*TASK DETAILS*.
Your answer should be the lines below from the one holding "use anyhow::Result;" through the one holding "over the environment.", copied exactly and with nothing else.

#####

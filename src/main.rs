//! Alias directory server binary.
//!
//! # Usage
//!
//! ```bash
//! alias-directory                       # listen on $LISTEN or 0.0.0.0:8090
//! alias-directory --listen 127.0.0.1:3000 --log-format json
//! ```

use alias_directory::config::Config;
use alias_directory::server;

use anyhow::Result;
use clap::Parser;
use tracing_subscriber::EnvFilter;

/// Concurrent in-memory alias-to-URL directory.
#[derive(Parser)]
#[command(name = "alias-directory")]
#[command(author, version, about, long_about = None)]
struct Cli {
    /// Bind address, overrides `LISTEN`
    #[arg(short, long)]
    listen: Option<String>,

    /// Log format (`text` or `json`), overrides `LOG_FORMAT`
    #[arg(long)]
    log_format: Option<String>,
}

#[tokio::main]
async fn main() -> Result<()> {
    // Load environment variables from .env file
    dotenvy::dotenv().ok();

    let cli = Cli::parse();

    let config = apply_overrides(Config::from_env(), cli);
    config.validate()?;

    init_tracing(&config);
    config.print_summary();

    server::run(config).await
}

/// Command-line flags take priority over the environment.
fn apply_overrides(mut config: Config, cli: Cli) -> Config {
    if let Some(listen) = cli.listen {
        config.listen_addr = listen;
    }
    if let Some(log_format) = cli.log_format {
        config.log_format = log_format;
    }
    config
}

fn init_tracing(config: &Config) {
    let filter =
        EnvFilter::try_new(&config.log_level).unwrap_or_else(|_| EnvFilter::new("info"));
    let builder = tracing_subscriber::fmt().with_env_filter(filter);

    if config.is_json_logging() {
        builder.json().init();
    } else {
        builder.init();
    }
}
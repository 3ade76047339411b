//! Ordered key-value store contract.
//!
//! The directory keeps its mappings in an ordered container keyed by alias.
//! The container is consumed only through [`OrderedKeyStore`]; access is always
//! mediated by [`crate::application::gate::WriterPreferenceGate`], which
//! decides whether a caller gets `&S` or `&mut S`.
//!
//! # Implementations
//!
//! - [`crate::infrastructure::memory::BTreeMapStore`] - `BTreeMap`-backed store
//! - Test mocks available with `cfg(test)`

mod ordered_key_store;
mod scan_range;

pub use ordered_key_store::{OrderedKeyStore, StoreError};
pub use scan_range::ScanRange;

#[cfg(test)]
pub use ordered_key_store::MockOrderedKeyStore;
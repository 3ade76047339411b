//! Directory endpoint routing.

use crate::api::handlers::{redirect_handler, register_handler, remove_handler, search_handler};
use crate::state::AppState;
use axum::{
    Router,
    routing::{delete, get, post},
};

/// Routes for the four directory operations.
///
/// # Endpoints
///
/// - `GET    /go/{alias}`         - Redirect to the alias target
/// - `GET    /search?prefix=...`  - List aliases starting with a prefix
/// - `POST   /add`                - Register a target (form: `alias`, `url`)
/// - `DELETE /delete?alias=...`   - Remove an alias
///
/// Any other method on these paths yields `405 Method Not Allowed`.
pub fn directory_routes() -> Router<AppState> {
    Router::new()
        .route("/go/{alias}", get(redirect_handler))
        .route("/search", get(search_handler))
        .route("/add", post(register_handler))
        .route("/delete", delete(remove_handler))
}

#####

*ANSWER*.
use anyhow::Result;
use clap::Parser;
use tracing_subscriber::EnvFilter;

/// Concurrent in-memory alias-to-URL directory.
#[derive(Parser)]
#[command(name = "alias-directory")]
#[command(author, version, about, long_about = None)]
struct Cli {
    /// Bind address, overrides `LISTEN`
    #[arg(short, long)]
    listen: Option<String>,

    /// Log format (`text` or `json`), overrides `LOG_FORMAT`
    #[arg(long)]
    log_format: Option<String>,
}

#[tokio::main]
async fn main() -> Result<()> {
    // Load environment variables from .env file
    dotenvy::dotenv().ok();

    let cli = Cli::parse();

    let config = apply_overrides(Config::from_env(), cli);
    config.validate()?;

    init_tracing(&config);
    config.print_summary();

    server::run(config).await
}

/// Command-line flags take priority over the environment.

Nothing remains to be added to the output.